***** Extracted information *****

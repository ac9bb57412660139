//! Engagement gate: respond or stay quiet.
//!
//! Forced outcomes are checked first, in order. Anything left over is a
//! weighted coin flip whose probability is built from relationship, mood
//! and conversation signals, then clamped into the configured band.

use chrono::{DateTime, Duration, Utc};
use rand::Rng;
use rapport_core::{
    AddressReason, BehaviorProfile, DecisionReason, EngagementConfig, PersonaProfile,
    PersonaState, RelationshipMetrics, ResponseDecision, ResponseMode, Topic, Utterance,
};
use std::sync::Arc;

/// Signals gathered for one utterance.
#[derive(Debug, Clone)]
pub struct GateInput<'a> {
    pub utterance: &'a Utterance,
    pub address: Option<AddressReason>,
    pub targeted_elsewhere: bool,
    pub is_farewell: bool,
    pub is_greeting: bool,
    pub is_night: bool,
    pub persona_state: &'a PersonaState,
    pub profile: &'a BehaviorProfile,
    /// `None` when the store had nothing; baselines are used.
    pub metrics: Option<&'a RelationshipMetrics>,
    pub topic: &'a Topic,
    /// The agent spoke recently in this conversation.
    pub conversation_active: bool,
    /// Another member spoke just before this utterance.
    pub someone_else_replied: bool,
    pub now: DateTime<Utc>,
}

#[derive(Debug, Clone, PartialEq)]
pub struct GateVerdict {
    pub decision: ResponseDecision,
    /// Persist "farewell observed now" for the sender.
    pub record_farewell: bool,
}

impl GateVerdict {
    fn respond(input: &GateInput<'_>, mode: ResponseMode, reason: DecisionReason) -> Self {
        Self {
            decision: ResponseDecision::respond(input.utterance, mode, reason),
            record_farewell: false,
        }
    }

    fn suppress(reason: DecisionReason) -> Self {
        Self {
            decision: ResponseDecision::suppress(reason),
            record_farewell: false,
        }
    }

    fn with_farewell(mut self) -> Self {
        self.record_farewell = true;
        self
    }
}

pub struct EngagementGate {
    config: EngagementConfig,
    persona: Arc<PersonaProfile>,
}

impl EngagementGate {
    pub fn new(config: EngagementConfig, persona: Arc<PersonaProfile>) -> Self {
        Self { config, persona }
    }

    pub fn config(&self) -> &EngagementConfig {
        &self.config
    }

    pub fn decide(&self, input: &GateInput<'_>) -> GateVerdict {
        self.decide_with_rng(input, &mut rand::thread_rng())
    }

    pub fn decide_with_rng<R: Rng + ?Sized>(&self, input: &GateInput<'_>, rng: &mut R) -> GateVerdict {
        let baseline = RelationshipMetrics::default();
        let metrics = input.metrics.unwrap_or(&baseline);

        if input.persona_state.is_sleeping {
            return match input.address {
                Some(by) => GateVerdict::respond(input, ResponseMode::Sleepy, DecisionReason::Addressed { by }),
                None => GateVerdict::suppress(DecisionReason::Sleeping),
            };
        }

        if input.is_farewell {
            return if input.is_night {
                GateVerdict::suppress(DecisionReason::FarewellAtNight).with_farewell()
            } else {
                GateVerdict::respond(input, ResponseMode::Farewell, DecisionReason::FarewellInDay)
                    .with_farewell()
            };
        }

        if let Some(by) = input.address {
            return GateVerdict::respond(input, ResponseMode::Normal, DecisionReason::Addressed { by });
        }

        if input.targeted_elsewhere {
            return GateVerdict::suppress(DecisionReason::TargetedElsewhere);
        }

        if let Some(last) = metrics.last_farewell_at {
            if input.now - last < Duration::seconds(self.config.farewell_cooldown_secs) {
                return GateVerdict::suppress(DecisionReason::FarewellCooldown);
            }
        }

        if input.is_greeting && metrics.relationship_level > self.config.trusted_greeting_level {
            return GateVerdict::respond(input, ResponseMode::Normal, DecisionReason::TrustedGreeting);
        }

        let probability = self.response_probability(input);
        let roll: f64 = rng.gen();
        let reason = DecisionReason::Sampled { probability, roll };
        if roll < probability {
            GateVerdict::respond(input, ResponseMode::Normal, reason)
        } else {
            GateVerdict::suppress(reason)
        }
    }

    /// A standing interest of the persona or a topic the current profile favors.
    fn is_interesting(&self, topic: &str, profile: &BehaviorProfile) -> bool {
        self.persona.is_interest(topic)
            || profile
                .topics_of_interest
                .iter()
                .any(|t| t.eq_ignore_ascii_case(topic))
    }

    /// Clamped probability of a spontaneous reply.
    pub fn response_probability(&self, input: &GateInput<'_>) -> f64 {
        let c = &self.config;
        let baseline = RelationshipMetrics::default();
        let m = input.metrics.unwrap_or(&baseline);

        let mut p = c.base_probability;
        p += f64::from(m.relationship_level.saturating_sub(1)) * c.relationship_step;
        p += f64::from(m.trust_level.saturating_sub(1)) * c.trust_step;

        if m.happiness_level > c.happy_threshold {
            p += c.happiness_adjustment;
        } else if m.happiness_level < c.unhappy_threshold {
            p -= c.happiness_adjustment;
        }

        if input.topic.name().is_some_and(|t| self.is_interesting(t, input.profile)) {
            p += c.interest_bonus;
        }
        if input.conversation_active {
            p += c.active_bonus;
        }
        if input.is_greeting {
            p += c.greeting_bonus;
        }
        if input.someone_else_replied {
            p -= c.interrupt_penalty;
        }
        p += input.profile.engagement_bias;

        p.clamp(c.min_probability, c.max_probability)
    }
}

#[cfg(test)]
mod tests {
    use super::*;
    use rand::rngs::StdRng;
    use rand::SeedableRng;

    struct Fixture {
        utterance: Utterance,
        state: PersonaState,
        profile: BehaviorProfile,
        topic: Topic,
    }

    impl Fixture {
        fn new(text: &str) -> Self {
            Self {
                utterance: Utterance {
                    conversation_id: "g1".into(),
                    sender_id: "u1".into(),
                    text: text.into(),
                    received_at: DateTime::<Utc>::from_timestamp(1_700_000_000, 0).unwrap(),
                },
                state: PersonaState::default(),
                profile: BehaviorProfile::default(),
                topic: Topic::General,
            }
        }

        fn input(&self) -> GateInput<'_> {
            GateInput {
                utterance: &self.utterance,
                address: None,
                targeted_elsewhere: false,
                is_farewell: false,
                is_greeting: false,
                is_night: false,
                persona_state: &self.state,
                profile: &self.profile,
                metrics: None,
                topic: &self.topic,
                conversation_active: false,
                someone_else_replied: false,
                now: self.utterance.received_at,
            }
        }
    }

    fn gate() -> EngagementGate {
        EngagementGate::new(EngagementConfig::default(), Arc::new(PersonaProfile::default()))
    }

    fn rng() -> StdRng {
        StdRng::seed_from_u64(42)
    }

    #[test]
    fn test_missing_metrics_use_base_probability() {
        let f = Fixture::new("kuch bhi");
        assert!((gate().response_probability(&f.input()) - 0.2).abs() < 1e-9);
    }

    #[test]
    fn test_probability_clamps_high() {
        let mut f = Fixture::new("pubg khelega");
        f.topic = Topic::Named("gaming".into());
        let friend = RelationshipMetrics {
            relationship_level: 5,
            trust_level: 10,
            happiness_level: 5,
            last_farewell_at: None,
        };
        let input = GateInput {
            metrics: Some(&friend),
            conversation_active: true,
            ..f.input()
        };
        assert!((gate().response_probability(&input) - 0.9).abs() < 1e-9);
    }

    #[test]
    fn test_day_part_topic_earns_interest_bonus() {
        let mut f = Fixture::new("biryani khayega?");
        f.topic = Topic::Named("food".into());
        // food is not a standing interest
        assert!((gate().response_probability(&f.input()) - 0.2).abs() < 1e-9);

        f.profile.topics_of_interest = vec!["food".into()];
        assert!((gate().response_probability(&f.input()) - 0.5).abs() < 1e-9);
    }

    #[test]
    fn test_probability_clamps_low() {
        let f = Fixture::new("kuch bhi");
        let grumpy = RelationshipMetrics {
            happiness_level: 1,
            ..Default::default()
        };
        let input = GateInput {
            metrics: Some(&grumpy),
            someone_else_replied: true,
            ..f.input()
        };
        assert!((gate().response_probability(&input) - 0.1).abs() < 1e-9);
    }

    #[test]
    fn test_sleeping_suppresses_unless_addressed() {
        let mut f = Fixture::new("hello");
        f.state.is_sleeping = true;
        let v = gate().decide_with_rng(&f.input(), &mut rng());
        assert!(!v.decision.should_respond);
        assert_eq!(v.decision.reason, DecisionReason::Sleeping);

        let input = GateInput {
            address: Some(AddressReason::Name),
            ..f.input()
        };
        let v = gate().decide_with_rng(&input, &mut rng());
        assert!(v.decision.should_respond);
        assert_eq!(v.decision.mode, ResponseMode::Sleepy);
    }

    #[test]
    fn test_farewell_day_and_night() {
        let f = Fixture::new("chalo bye");
        let day = GateInput {
            is_farewell: true,
            ..f.input()
        };
        let v = gate().decide_with_rng(&day, &mut rng());
        assert!(v.decision.should_respond && v.record_farewell);
        assert_eq!(v.decision.mode, ResponseMode::Farewell);

        let night = GateInput {
            is_night: true,
            ..day
        };
        let v = gate().decide_with_rng(&night, &mut rng());
        assert!(!v.decision.should_respond && v.record_farewell);
        assert_eq!(v.decision.reason, DecisionReason::FarewellAtNight);
    }

    #[test]
    fn test_addressed_beats_targeting_and_cooldown() {
        let f = Fixture::new("avinash sun");
        let recent = RelationshipMetrics {
            last_farewell_at: Some(f.utterance.received_at - Duration::hours(1)),
            ..Default::default()
        };
        let input = GateInput {
            address: Some(AddressReason::Name),
            targeted_elsewhere: true,
            metrics: Some(&recent),
            ..f.input()
        };
        assert!(gate().decide_with_rng(&input, &mut rng()).decision.should_respond);
    }

    #[test]
    fn test_targeted_elsewhere_is_forced_suppress() {
        let f = Fixture::new("rohit sun");
        let input = GateInput {
            targeted_elsewhere: true,
            conversation_active: true,
            ..f.input()
        };
        for seed in 0..20 {
            let v = gate().decide_with_rng(&input, &mut StdRng::seed_from_u64(seed));
            assert_eq!(v.decision.reason, DecisionReason::TargetedElsewhere);
        }
    }

    #[test]
    fn test_farewell_cooldown_window() {
        let f = Fixture::new("kya chal raha");
        let now = f.utterance.received_at;
        let recent = RelationshipMetrics {
            last_farewell_at: Some(now - Duration::hours(11)),
            ..Default::default()
        };
        let input = GateInput {
            metrics: Some(&recent),
            ..f.input()
        };
        let v = gate().decide_with_rng(&input, &mut rng());
        assert_eq!(v.decision.reason, DecisionReason::FarewellCooldown);

        let old = RelationshipMetrics {
            last_farewell_at: Some(now - Duration::hours(13)),
            ..Default::default()
        };
        let input = GateInput {
            metrics: Some(&old),
            ..f.input()
        };
        let v = gate().decide_with_rng(&input, &mut rng());
        assert!(matches!(v.decision.reason, DecisionReason::Sampled { .. }));
    }

    #[test]
    fn test_trusted_greeting_always_answered() {
        let f = Fixture::new("oye");
        let close = RelationshipMetrics {
            relationship_level: 4,
            ..Default::default()
        };
        let input = GateInput {
            is_greeting: true,
            metrics: Some(&close),
            ..f.input()
        };
        let v = gate().decide_with_rng(&input, &mut rng());
        assert_eq!(v.decision.reason, DecisionReason::TrustedGreeting);
    }

    #[test]
    fn test_sampling_matches_probability() {
        let f = Fixture::new("kuch bhi");
        let g = gate();
        let mut rng = rng();
        let hits = (0..10_000)
            .filter(|_| g.decide_with_rng(&f.input(), &mut rng).decision.should_respond)
            .count();
        // p = 0.2
        assert!((1_700..2_300).contains(&hits), "hits = {hits}");
    }
}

*****

## Activity:
Every line from the line containing "let mut p = c.base_probability;" through the line containing "p += input.profile.engagement_bias;" in the records above must be retyped exactly. Leave out the rest.

## Reply:
        let mut p = c.base_probability;
        p += f64::from(m.relationship_level.saturating_sub(1)) * c.relationship_step;
        p += f64::from(m.trust_level.saturating_sub(1)) * c.trust_step;

        if m.happiness_level > c.happy_threshold {
            p += c.happiness_adjustment;
        } else if m.happiness_level < c.unhappy_threshold {
            p -= c.happiness_adjustment;
        }

        if input.topic.name().is_some_and(|t| self.is_interesting(t, input.profile)) {
            p += c.interest_bonus;
        }
        if input.conversation_active {
            p += c.active_bonus;
        }
        if input.is_greeting {
            p += c.greeting_bonus;
        }
        if input.someone_else_replied {
            p -= c.interrupt_penalty;
        }
        p += input.profile.engagement_bias;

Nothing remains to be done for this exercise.